LSTM Networks

LSTM (Long Short Term Memory) networks are a special type of RNN (Recurrent Neural Network) that is structured to remember and predict based on long-term dependencies that are trained with time-series data. An LSTM repeating module has four interacting components.

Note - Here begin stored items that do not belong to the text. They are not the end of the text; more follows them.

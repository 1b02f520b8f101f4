//! Alias registry: forward references, recursion, mutual recursion and
//! the unknown-alias failure mode.
//!
//! The registry is process-wide, so every test uses its own alias names.

use binform::{DecodeError, Opts, Schema, SchemaError, Value};

#[test]
fn test_recursive_linked_list() {
    // A choice case may reference the alias before namely registers it.
    let node = Schema::start()
        .uint8("val")
        .uint8("has_next")
        .choice(
            "next",
            Opts::new()
                .tag("has_next")
                .case(0, Schema::start())
                .case(1, "ll_node"),
        )
        .namely("ll_node");

    let rec = node.parse(&[1, 1, 2, 1, 3, 0]).unwrap();
    assert_eq!(rec.get("val"), Some(&Value::UInt(1)));
    assert_eq!(rec.lookup("next.val"), Some(&Value::UInt(2)));
    assert_eq!(rec.lookup("next.next.val"), Some(&Value::UInt(3)));
    assert_eq!(rec.lookup("next.next.next"), Some(&Value::record()));
}

#[test]
fn test_recursive_roundtrip() {
    let node = Schema::start()
        .uint8("val")
        .uint8("has_next")
        .choice(
            "next",
            Opts::new()
                .tag("has_next")
                .case(0, Schema::start())
                .case(1, "rt_node"),
        )
        .namely("rt_node");

    let data = [7, 1, 8, 0];
    let rec = node.parse(&data).unwrap();
    assert_eq!(node.encode(&rec).unwrap(), data.to_vec());
}

#[test]
fn test_mutual_recursion() {
    let _b = Schema::start()
        .uint8("beta")
        .uint8("more")
        .choice(
            "next",
            Opts::new()
                .tag("more")
                .case(0, Schema::start())
                .case(1, "mutual_a"),
        )
        .namely("mutual_b");
    let a = Schema::start()
        .uint8("alpha")
        .uint8("more")
        .choice(
            "next",
            Opts::new()
                .tag("more")
                .case(0, Schema::start())
                .case(1, "mutual_b"),
        )
        .namely("mutual_a");

    let rec = a.parse(&[1, 1, 2, 1, 3, 0]).unwrap();
    assert_eq!(rec.get("alpha"), Some(&Value::UInt(1)));
    assert_eq!(rec.lookup("next.beta"), Some(&Value::UInt(2)));
    assert_eq!(rec.lookup("next.next.alpha"), Some(&Value::UInt(3)));
}

#[test]
fn test_unknown_alias_fails_at_parse_time() {
    let schema = Schema::start()
        .uint8("t")
        .choice("v", Opts::new().tag("t").case(0, "never_registered_alias"));
    let err = schema.parse(&[0, 1]);
    assert_eq!(
        err,
        Err(SchemaError::Decode(DecodeError::UnknownAlias(
            "never_registered_alias".into()
        )))
    );
}

#[test]
fn test_array_of_registered_alias() {
    let _pair = Schema::start().uint8("x").uint8("y").namely("aliased_pair");
    let rec = Schema::start()
        .array("pairs", Opts::new().length(2).of("aliased_pair"))
        .parse(&[1, 2, 3, 4])
        .unwrap();
    let pairs = rec.get("pairs").unwrap().as_array().unwrap();
    assert_eq!(pairs[1].get("y"), Some(&Value::UInt(4)));
}

#[test]
fn test_nest_of_registered_alias() {
    let _head = Schema::start().uint16be("magic").namely("aliased_head");
    let rec = Schema::start()
        .nest("head", Opts::new().of("aliased_head"))
        .uint8("rest")
        .parse(&[0x4F, 0x4B, 9])
        .unwrap();
    assert_eq!(rec.lookup("head.magic"), Some(&Value::UInt(0x4F4B)));
    assert_eq!(rec.get("rest"), Some(&Value::UInt(9)));
}

#[test]
fn test_registration_is_write_last_wins() {
    let _first = Schema::start().uint8("old").namely("replaced_alias");
    let _second = Schema::start().uint16be("new").namely("replaced_alias");

    let rec = Schema::start()
        .nest("n", Opts::new().of("replaced_alias"))
        .parse(&[0x01, 0x02])
        .unwrap();
    assert_eq!(rec.lookup("n.new"), Some(&Value::UInt(0x102)));
    assert_eq!(rec.lookup("n.old"), None);
}

#[test]
fn test_fields_appended_after_namely_are_visible() {
    let _schema = Schema::start()
        .uint8("first")
        .namely("growing_alias")
        .uint8("second");

    let rec = Schema::start()
        .nest("g", Opts::new().of("growing_alias"))
        .parse(&[10, 20])
        .unwrap();
    assert_eq!(rec.lookup("g.first"), Some(&Value::UInt(10)));
    assert_eq!(rec.lookup("g.second"), Some(&Value::UInt(20)));
}

#[test]
fn test_nest_forward_reference() {
    // The chain references the alias before it exists in the registry.
    let schema = Schema::start()
        .uint8("kind")
        .nest("body", Opts::new().of("fwd_nest_body"));
    let _body = Schema::start().uint16be("len").namely("fwd_nest_body");

    let rec = schema.parse(&[1, 0x02, 0x03]).unwrap();
    assert_eq!(rec.get("kind"), Some(&Value::UInt(1)));
    assert_eq!(rec.lookup("body.len"), Some(&Value::UInt(0x203)));
}

#[test]
fn test_recursive_nest_through_choice() {
    // Tag 1 recurses into the alias through a nest built before namely
    // registers the name.
    let node = Schema::start()
        .uint8("val")
        .uint8("tag")
        .choice(
            "",
            Opts::new()
                .tag("tag")
                .case(0, Schema::start())
                .case(
                    1,
                    Schema::start().nest("child", Opts::new().of("nested_tree_node")),
                ),
        )
        .namely("nested_tree_node");

    let rec = node.parse(&[1, 1, 2, 0]).unwrap();
    assert_eq!(rec.get("val"), Some(&Value::UInt(1)));
    assert_eq!(rec.lookup("child.val"), Some(&Value::UInt(2)));
    assert_eq!(rec.lookup("child.tag"), Some(&Value::UInt(0)));
}

#[test]
fn test_pointer_forward_reference() {
    let schema = Schema::start()
        .uint8("at")
        .pointer("entry", Opts::new().offset("at").of("fwd_ptr_entry"))
        .uint8("after");
    let _entry = Schema::start().uint8("x").uint8("y").namely("fwd_ptr_entry");

    let rec = schema.parse(&[3, 0xAA, 0, 7, 8]).unwrap();
    assert_eq!(rec.lookup("entry.x"), Some(&Value::UInt(7)));
    assert_eq!(rec.lookup("entry.y"), Some(&Value::UInt(8)));
    assert_eq!(rec.get("after"), Some(&Value::UInt(0xAA)));
}

#[test]
fn test_alias_encode_via_nest() {
    let _inner = Schema::start().uint8("a").uint8("b").namely("enc_pair");
    let schema = Schema::start().nest("p", Opts::new().of("enc_pair"));
    let rec = Value::from_fields(vec![(
        "p",
        Value::from_fields(vec![("a", Value::UInt(1)), ("b", Value::UInt(2))]),
    )]);
    assert_eq!(schema.encode(&rec).unwrap(), vec![1, 2]);
}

The LSTM is trained (parameters adjusted) with an input window of prior data and minimized difference between the predicted and next measured value. Sequential methods predict just one next value based on the window of prior data. When there is contextual data (before and after) the desired prediction point, a Convolutional Neural Network (CNN) may improve performance with fewer resources to train and deploy the network.

Data Preparation

Data preparation for LSTM networks involves consolidation, cleansing, separating the input window and output, scaling, and data division for training and validation.

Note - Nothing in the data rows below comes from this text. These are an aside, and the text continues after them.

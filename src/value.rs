use std::collections::HashMap;
use std::fmt;

/// A decoded record: field names mapped to values.
pub type Record = HashMap<String, Value>;

/// Dynamic value type produced by decoding, similar to `serde_json::Value`.
///
/// Unsigned primitives and bit fields decode to `UInt`, signed primitives
/// to `Int`, floats to `Float`. `Map` is the dictionary form produced by
/// keyed arrays and cannot be encoded back.
#[derive(Clone, Debug)]
pub enum Value {
    /// Unsigned integer, up to 64 bits.
    UInt(u64),
    /// Signed integer, up to 64 bits.
    Int(i64),
    /// IEEE 754 floating point (both 32- and 64-bit kinds widen to f64).
    Float(f64),
    /// Decoded text.
    Str(String),
    /// Raw binary data.
    Bytes(Vec<u8>),
    /// A nested record with named fields.
    Record(Record),
    /// An ordered sequence of values.
    Array(Vec<Value>),
    /// A dictionary of records produced by a keyed array (decode-only).
    Map(HashMap<String, Value>),
}

impl Value {
    /// Create a new empty record value.
    pub fn record() -> Self {
        Value::Record(Record::new())
    }

    /// Helper to build a record from key-value pairs.
    pub fn from_fields(fields: Vec<(&str, Value)>) -> Self {
        let mut map = Record::new();
        for (k, v) in fields {
            map.insert(k.to_string(), v);
        }
        Value::Record(map)
    }

    /// Get a field from a record or map value; `None` otherwise.
    pub fn get(&self, key: &str) -> Option<&Value> {
        match self {
            Value::Record(map) | Value::Map(map) => map.get(key),
            _ => None,
        }
    }

    /// Resolve a dotted path (`"header.flags.ack"`) through nested records.
    pub fn lookup(&self, path: &str) -> Option<&Value> {
        let mut v = self;
        for seg in path.split('.') {
            v = v.get(seg)?;
        }
        Some(v)
    }

    /// Get as i64, converting from `UInt` if needed.
    pub fn as_int(&self) -> Option<i64> {
        match self {
            Value::Int(v) => Some(*v),
            Value::UInt(v) => Some(*v as i64),
            _ => None,
        }
    }

    /// Get as u64, converting from `Int` if needed.
    pub fn as_uint(&self) -> Option<u64> {
        match self {
            Value::UInt(v) => Some(*v),
            Value::Int(v) => Some(*v as u64),
            _ => None,
        }
    }

    /// Get as f64.
    pub fn as_float(&self) -> Option<f64> {
        match self {
            Value::Float(v) => Some(*v),
            Value::Int(v) => Some(*v as f64),
            Value::UInt(v) => Some(*v as f64),
            _ => None,
        }
    }

    /// Get as string slice.
    pub fn as_str(&self) -> Option<&str> {
        match self {
            Value::Str(v) => Some(v),
            _ => None,
        }
    }

    /// Get as binary slice.
    pub fn as_bytes(&self) -> Option<&[u8]> {
        match self {
            Value::Bytes(v) => Some(v),
            _ => None,
        }
    }

    /// Get as record map.
    pub fn as_record(&self) -> Option<&Record> {
        match self {
            Value::Record(map) => Some(map),
            _ => None,
        }
    }

    /// Get as array.
    pub fn as_array(&self) -> Option<&Vec<Value>> {
        match self {
            Value::Array(v) => Some(v),
            _ => None,
        }
    }

    /// Get as keyed-array dictionary.
    pub fn as_map(&self) -> Option<&HashMap<String, Value>> {
        match self {
            Value::Map(map) => Some(map),
            _ => None,
        }
    }

    /// Returns a short type description string.
    pub fn type_name(&self) -> &'static str {
        match self {
            Value::UInt(_) | Value::Int(_) => "integer",
            Value::Float(_) => "float",
            Value::Str(_) => "string",
            Value::Bytes(_) => "bytes",
            Value::Record(_) => "record",
            Value::Array(_) => "array",
            Value::Map(_) => "map",
        }
    }
}

impl PartialEq for Value {
    fn eq(&self, other: &Self) -> bool {
        match (self, other) {
            (Value::UInt(a), Value::UInt(b)) => a == b,
            (Value::Int(a), Value::Int(b)) => a == b,
            (Value::Float(a), Value::Float(b)) => a.to_bits() == b.to_bits(),
            (Value::Str(a), Value::Str(b)) => a == b,
            (Value::Bytes(a), Value::Bytes(b)) => a == b,
            (Value::Record(a), Value::Record(b)) => a == b,
            (Value::Array(a), Value::Array(b)) => a == b,
            (Value::Map(a), Value::Map(b)) => a == b,
            _ => false,
        }
    }
}

impl Eq for Value {}

impl fmt::Display for Value {
    fn fmt(&self, f: &mut fmt::Formatter<'_>) -> fmt::Result {
        match self {
            Value::UInt(v) => write!(f, "{}", v),
            Value::Int(v) => write!(f, "{}", v),
            Value::Float(v) => write!(f, "{}", v),
            Value::Str(v) => write!(f, "\"{}\"", v),
            Value::Bytes(v) => write!(f, "<{} bytes>", v.len()),
            Value::Record(map) | Value::Map(map) => {
                write!(f, "{{ ")?;
                for (i, (k, v)) in map.iter().enumerate() {
                    if i > 0 {
                        write!(f, ", ")?;
                    }
                    write!(f, "{}: {}", k, v)?;
                }
                write!(f, " }}")
            }
            Value::Array(arr) => {
                write!(f, "[")?;
                for (i, v) in arr.iter().enumerate() {
                    if i > 0 {
                        write!(f, ", ")?;
                    }
                    write!(f, "{}", v)?;
                }
                write!(f, "]")
            }
        }
    }
}

// Conversion traits
impl From<u64> for Value {
    fn from(v: u64) -> Self {
        Value::UInt(v)
    }
}

impl From<u32> for Value {
    fn from(v: u32) -> Self {
        Value::UInt(v as u64)
    }
}

impl From<u8> for Value {
    fn from(v: u8) -> Self {
        Value::UInt(v as u64)
    }
}

impl From<i64> for Value {
    fn from(v: i64) -> Self {
        Value::Int(v)
    }
}

impl From<i32> for Value {
    fn from(v: i32) -> Self {
        Value::Int(v as i64)
    }
}

impl From<f64> for Value {
    fn from(v: f64) -> Self {
        Value::Float(v)
    }
}

impl From<String> for Value {
    fn from(v: String) -> Self {
        Value::Str(v)
    }
}

impl From<&str> for Value {
    fn from(v: &str) -> Self {
        Value::Str(v.to_string())
    }
}

impl From<Vec<u8>> for Value {
    fn from(v: Vec<u8>) -> Self {
        Value::Bytes(v)
    }
}

impl From<Vec<Value>> for Value {
    fn from(v: Vec<Value>) -> Self {
        Value::Array(v)
    }
}

impl From<Record> for Value {
    fn from(v: Record) -> Self {
        Value::Record(v)
    }
}

impl TryFrom<Value> for u64 {
    type Error = &'static str;
    fn try_from(v: Value) -> Result<Self, Self::Error> {
        v.as_uint().ok_or("expected integer")
    }
}

impl TryFrom<Value> for i64 {
    type Error = &'static str;
    fn try_from(v: Value) -> Result<Self, Self::Error> {
        v.as_int().ok_or("expected integer")
    }
}

impl TryFrom<Value> for f64 {
    type Error = &'static str;
    fn try_from(v: Value) -> Result<Self, Self::Error> {
        v.as_float().ok_or("expected float")
    }
}

impl TryFrom<Value> for String {
    type Error = &'static str;
    fn try_from(v: Value) -> Result<Self, Self::Error> {
        match v {
            Value::Str(s) => Ok(s),
            _ => Err("expected string"),
        }
    }
}

impl TryFrom<Value> for Vec<u8> {
    type Error = &'static str;
    fn try_from(v: Value) -> Result<Self, Self::Error> {
        match v {
            Value::Bytes(b) => Ok(b),
            _ => Err("expected bytes"),
        }
    }
}

#[cfg(test)]
mod tests {
    use super::*;

    #[test]
    fn test_from_conversions() {
        assert_eq!(Value::from(42u64), Value::UInt(42));
        assert_eq!(Value::from(-3i64), Value::Int(-3));
        assert_eq!(Value::from("hi"), Value::Str("hi".into()));
        assert_eq!(Value::from(0.5f64), Value::Float(0.5));
    }

    #[test]
    fn test_record_builder() {
        let val = Value::from_fields(vec![("a", 1u64.into()), ("b", "x".into())]);
        assert_eq!(val.get("a"), Some(&Value::UInt(1)));
        assert_eq!(val.get("b"), Some(&Value::Str("x".into())));
        assert_eq!(val.get("missing"), None);
    }

    #[test]
    fn test_dotted_lookup() {
        let inner = Value::from_fields(vec![("len", 7u64.into())]);
        let val = Value::from_fields(vec![("header", inner)]);
        assert_eq!(val.lookup("header.len"), Some(&Value::UInt(7)));
        assert_eq!(val.lookup("header.none"), None);
        assert_eq!(val.lookup("nope.len"), None);
    }

    #[test]
    fn test_float_equality_is_bitwise() {
        assert_eq!(Value::Float(0.1), Value::Float(0.1));
        assert_ne!(Value::UInt(1), Value::Int(1));
    }
}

  • Consolidation - consolidation is the process of combining disparate data (Excel spreadsheet, PDF report, database, cloud storage) into a single repository.
  • Data Cleansing - bad data should be removed and may include outliers, missing entries, failed sensors, or other types of missing or corrupted information.
  • Inputs and Outputs - data is separated into inputs (prior time-series window) and outputs (predicted next value). The inputs are fed into a series of functions to produce the output prediction. The squared difference between the predicted output and the measured output is a typical loss (objective) function for fitting.
  • Scaling - scaling all data (inputs and outputs) to a range of 0-1 can improve the training process.
  • Training and Validation - data is divided into training (e.g. 80%) and validation (e.g. 20%) sets so that the model fit can be evaluated independently of the training. Cross-validation is an approach to divide the training data into multiple sets that are fit separately. The parameter consistency is compared between the multiple models.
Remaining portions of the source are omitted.